Posted:
September 12th, 2011

Lightning Strikes Twice as Amazon Becomes A Lightning Rod.


Amazon customers must feel a little like Roy Sullivan. You may have heard of Roy—he holds the Guinness World Record of being struck by lighting the most—seven separate times during his 35 years as a U.S. National Park Ranger.

Amazon’s EC2 service outages have been well publicized over the past six months. And lightning struck again—literally, this time—in Dublin, Ireland on August 7th, sparking a blaze that took down EU-WEST-1, Amazon’s only datacenter in Europe.

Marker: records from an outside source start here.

//! Application configuration structures.

use std::fs;
use std::path::Path;

use serde::{Deserialize, Serialize};

use crate::error::{AppError, Result};

/// Root application configuration.
#[derive(Debug, Clone, Serialize, Deserialize, Default)]
pub struct Config {
    /// Archive download settings
    #[serde(default)]
    pub fetch: FetchConfig,

    /// Pipeline behavior settings
    #[serde(default)]
    pub pipeline: PipelineConfig,

    /// Default file locations
    #[serde(default)]
    pub paths: PathsConfig,
}

impl Config {
    /// Load configuration from a TOML file.
    pub fn load(path: impl AsRef<Path>) -> Result<Self> {
        let content = fs::read_to_string(path)?;
        Ok(toml::from_str(&content)?)
    }

    /// Load configuration or return default if loading fails.
    pub fn load_or_default(path: impl AsRef<Path>) -> Self {
        Self::load(&path).unwrap_or_else(|e| {
            log::warn!(
                "Config load failed from {:?}: {}. Using defaults.",
                path.as_ref(),
                e
            );
            Self::default()
        })
    }

    /// Validate configuration values for basic sanity.
    pub fn validate(&self) -> Result<()> {
        if self.fetch.base_url.trim().is_empty() {
            return Err(AppError::validation("fetch.base_url is empty"));
        }
        if self.fetch.user_agent.trim().is_empty() {
            return Err(AppError::validation("fetch.user_agent is empty"));
        }
        if self.fetch.timeout_secs == 0 {
            return Err(AppError::validation("fetch.timeout_secs must be > 0"));
        }
        if self.pipeline.prefetch == 0 {
            return Err(AppError::validation("pipeline.prefetch must be > 0"));
        }
        if self.pipeline.flush_every == 0 {
            return Err(AppError::validation("pipeline.flush_every must be > 0"));
        }
        if self.pipeline.work_dir.trim().is_empty() {
            return Err(AppError::validation("pipeline.work_dir is empty"));
        }
        Ok(())
    }
}

/// Archive download settings.
#[derive(Debug, Clone, Serialize, Deserialize)]
pub struct FetchConfig {
    /// Base URL the archive identifiers are resolved against
    #[serde(default = "defaults::base_url")]
    pub base_url: String,

    /// User-Agent header for HTTP requests
    #[serde(default = "defaults::user_agent")]
    pub user_agent: String,

    /// Per-archive download timeout in seconds
    #[serde(default = "defaults::timeout")]
    pub timeout_secs: u64,
}

impl Default for FetchConfig {
    fn default() -> Self {
        Self {
            base_url: defaults::base_url(),
            user_agent: defaults::user_agent(),
            timeout_secs: defaults::timeout(),
        }
    }
}

/// Pipeline behavior settings.
#[derive(Debug, Clone, Serialize, Deserialize)]
pub struct PipelineConfig {
    /// How many downloaded archives may wait for processing
    #[serde(default = "defaults::prefetch")]
    pub prefetch: usize,

    /// Flush the output sink after this many emails
    #[serde(default = "defaults::flush_every")]
    pub flush_every: usize,

    /// Scratch directory for downloaded archives
    #[serde(default = "defaults::work_dir")]
    pub work_dir: String,
}

impl Default for PipelineConfig {
    fn default() -> Self {
        Self {
            prefetch: defaults::prefetch(),
            flush_every: defaults::flush_every(),
            work_dir: defaults::work_dir(),
        }
    }
}

/// Default file locations, overridable from the CLI.
#[derive(Debug, Clone, Serialize, Deserialize)]
pub struct PathsConfig {
    /// Text file listing archive identifiers, one per line
    #[serde(default = "defaults::wet_list")]
    pub wet_list: String,

    /// Directory for per-worker NDJSON output files
    #[serde(default = "defaults::output_dir")]
    pub output_dir: String,

    /// Shared completion ledger
    #[serde(default = "defaults::ledger")]
    pub ledger: String,
}

impl Default for PathsConfig {
    fn default() -> Self {
        Self {
            wet_list: defaults::wet_list(),
            output_dir: defaults::output_dir(),
            ledger: defaults::ledger(),
        }
    }
}

mod defaults {
    // Fetch defaults
    pub fn base_url() -> String {
        "https://data.commoncrawl.org".into()
    }
    pub fn user_agent() -> String {
        "Mozilla/5.0 (compatible; prospector/1.0)".into()
    }
    pub fn timeout() -> u64 {
        120
    }

    // Pipeline defaults
    pub fn prefetch() -> usize {
        3
    }
    pub fn flush_every() -> usize {
        50
    }
    pub fn work_dir() -> String {
        std::env::temp_dir().to_string_lossy().into_owned()
    }

    // Path defaults
    pub fn wet_list() -> String {
        "wet.paths".into()
    }
    pub fn output_dir() -> String {
        "results".into()
    }
    pub fn ledger() -> String {
        "progress.log".into()
    }
}

#[cfg(test)]
mod tests {
    use super::*;

    #[test]
    fn validate_default_config_ok() {
        assert!(Config::default().validate().is_ok());
    }

    #[test]
    fn validate_rejects_empty_base_url() {
        let mut config = Config::default();
        config.fetch.base_url = "  ".to_string();
        assert!(config.validate().is_err());
    }

    #[test]
    fn validate_rejects_zero_prefetch() {
        let mut config = Config::default();
        config.pipeline.prefetch = 0;
        assert!(config.validate().is_err());
    }

    #[test]
    fn validate_rejects_zero_timeout() {
        let mut config = Config::default();
        config.fetch.timeout_secs = 0;
        assert!(config.validate().is_err());
    }

    #[test]
    fn parse_partial_toml_fills_defaults() {
        let config: Config = toml::from_str(
            r#"
            [pipeline]
            prefetch = 5
            "#,
        )
        .unwrap();
        assert_eq!(config.pipeline.prefetch, 5);
        assert_eq!(config.pipeline.flush_every, 50);
        assert_eq!(config.fetch.timeout_secs, 120);
    }
}
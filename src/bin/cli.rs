//! Prospector CLI
//!
//! Local execution entry point for the WET extraction pipeline.

use std::path::PathBuf;
use std::sync::Arc;

use clap::{Parser, Subcommand};
use prospector::{
    error::{AppError, Result},
    fetch::HttpFetcher,
    models::Config,
    pipeline::{self, Ledger},
};

/// Prospector - Common Crawl business-signal extractor
#[derive(Parser, Debug)]
#[command(
    name = "prospector",
    version,
    about = "Extracts business leads from Common Crawl WET archives"
)]
struct Cli {
    /// Path to the TOML configuration file
    #[arg(short, long, default_value = "prospector.toml")]
    config: PathBuf,

    /// Enable verbose logging
    #[arg(short, long)]
    verbose: bool,

    #[command(subcommand)]
    command: Command,
}

#[derive(Subcommand, Debug)]
enum Command {
    /// Process this worker's share of the archive list
    Run {
        /// Zero-based index of this worker
        #[arg(long, default_value_t = 0)]
        worker: usize,

        /// Total number of cooperating workers
        #[arg(long, default_value_t = 1)]
        workers: usize,

        /// Archive list file (overrides paths.wet_list)
        #[arg(long)]
        wet_list: Option<PathBuf>,
    },

    /// Validate the configuration file
    Validate,

    /// Show ledger progress against the archive list
    Status,
}

/// Initialize logging based on verbosity flag.
fn init_logging(verbose: bool) {
    let level = if verbose { "debug" } else { "info" };
    env_logger::Builder::from_env(env_logger::Env::default().default_filter_or(level))
        .format_timestamp_secs()
        .init();
}

/// Read the archive list: one identifier per line, blanks skipped.
fn load_wet_list(path: &PathBuf) -> Result<Vec<String>> {
    let content = std::fs::read_to_string(path).map_err(|e| {
        AppError::config(format!("Cannot read archive list {}: {e}", path.display()))
    })?;
    Ok(content
        .lines()
        .map(str::trim)
        .filter(|l| !l.is_empty())
        .map(str::to_string)
        .collect())
}

/// Main entry point for the CLI application.
#[tokio::main]
async fn main() -> Result<()> {
    let cli = Cli::parse();
    init_logging(cli.verbose);

    let config = Config::load_or_default(&cli.config);

    match cli.command {
        Command::Run {
            worker,
            workers,
            wet_list,
        } => {
            config.validate()?;
            if workers == 0 || worker >= workers {
                return Err(AppError::config(format!(
                    "Invalid worker assignment {worker}/{workers}"
                )));
            }

            let list_path = wet_list.unwrap_or_else(|| PathBuf::from(&config.paths.wet_list));
            let items = load_wet_list(&list_path)?;

            // Static partition: worker N takes every Nth archive, so
            // reruns with the same worker count keep the same shares.
            let assigned: Vec<String> = items
                .into_iter()
                .enumerate()
                .filter(|(i, _)| i % workers == worker)
                .map(|(_, item)| item)
                .collect();
            log::info!(
                "Worker {worker}/{workers}: {} archives assigned",
                assigned.len()
            );

            let output_path =
                PathBuf::from(&config.paths.output_dir).join(format!("results_w{worker}.ndjson"));
            let ledger_path = PathBuf::from(&config.paths.ledger);

            let fetcher = Arc::new(HttpFetcher::new(&config.fetch)?);
            let stats =
                pipeline::run_pipeline(&config, fetcher, assigned, &output_path, &ledger_path)
                    .await?;

            log::info!(
                "Finished in {}s: {} leads written to {}",
                (stats.finished_at - stats.started_at).num_seconds(),
                stats.leads,
                output_path.display()
            );
        }

        Command::Validate => {
            log::info!("Validating configuration...");
            let config = Config::load(&cli.config)?;
            config.validate()?;
            log::info!("Config OK: {}", cli.config.display());
        }

        Command::Status => {
            let ledger = Ledger::open(&config.paths.ledger)?;
            log::info!(
                "Ledger {}: {} archives done",
                ledger.path().display(),
                ledger.len()
            );

            let list_path = PathBuf::from(&config.paths.wet_list);
            if list_path.exists() {
                let items = load_wet_list(&list_path)?;
                let remaining = items.iter().filter(|i| !ledger.contains(i)).count();
                log::info!("Archive list: {} total, {} remaining", items.len(), remaining);
            } else {
                log::info!("Archive list {} not found", list_path.display());
            }
        }
    }

    Ok(())
}
// src/pipeline/mod.rs

//! Pipeline entry points and durable state.
//!
//! - [`Ledger`]: append-only completion log enabling resume
//! - [`LeadSink`]: buffered NDJSON output writer
//! - [`run_pipeline`]: concurrent fetch/process loop

mod ledger;
mod run;
mod sink;

pub use ledger::Ledger;
pub use run::{RunStats, run_pipeline};
pub use sink::LeadSink;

Adding insult to inferno is the fact that, even as Amazon’s only European datacenter suddenly became darker than a Cormac McCarthy novel, many of Amazon’s European customers are left with very few options. That’s because data compliance mandates force them to keep their data in the region.

Later in the week, Amazon suffered yet another serious failure that left customers Foursquare, Reddit and Netflix without service (the second major outage for Amazon’s US-EAST datacenter this year so far).

During this latest outage outrage, some customers complained of “little or poor feedback from Amazon” regarding the cause or anticipated recovery timeframe. Hmm, it might be worth reviewing Two Lawyers Walked into a Presentation, my May 26th blog that addressed negotiating service contracts with cloud providers.

I blogged about the first major service outage at Amazon’s US-East datacenter on April 28th, and offered suggestions to help protect companies that outsource workloads to the cloud. You might want to check out that blog (and review your cloud outsourcing strategy). My previous recommendations bear repeating:

1.         Don’t put all your eggs in same cloud-computing basket, or your eggs my end up getting fried.

2.         Manage your IT assets with the same rigor as you do in your datacenter regardless of where they are—even in the public cloud.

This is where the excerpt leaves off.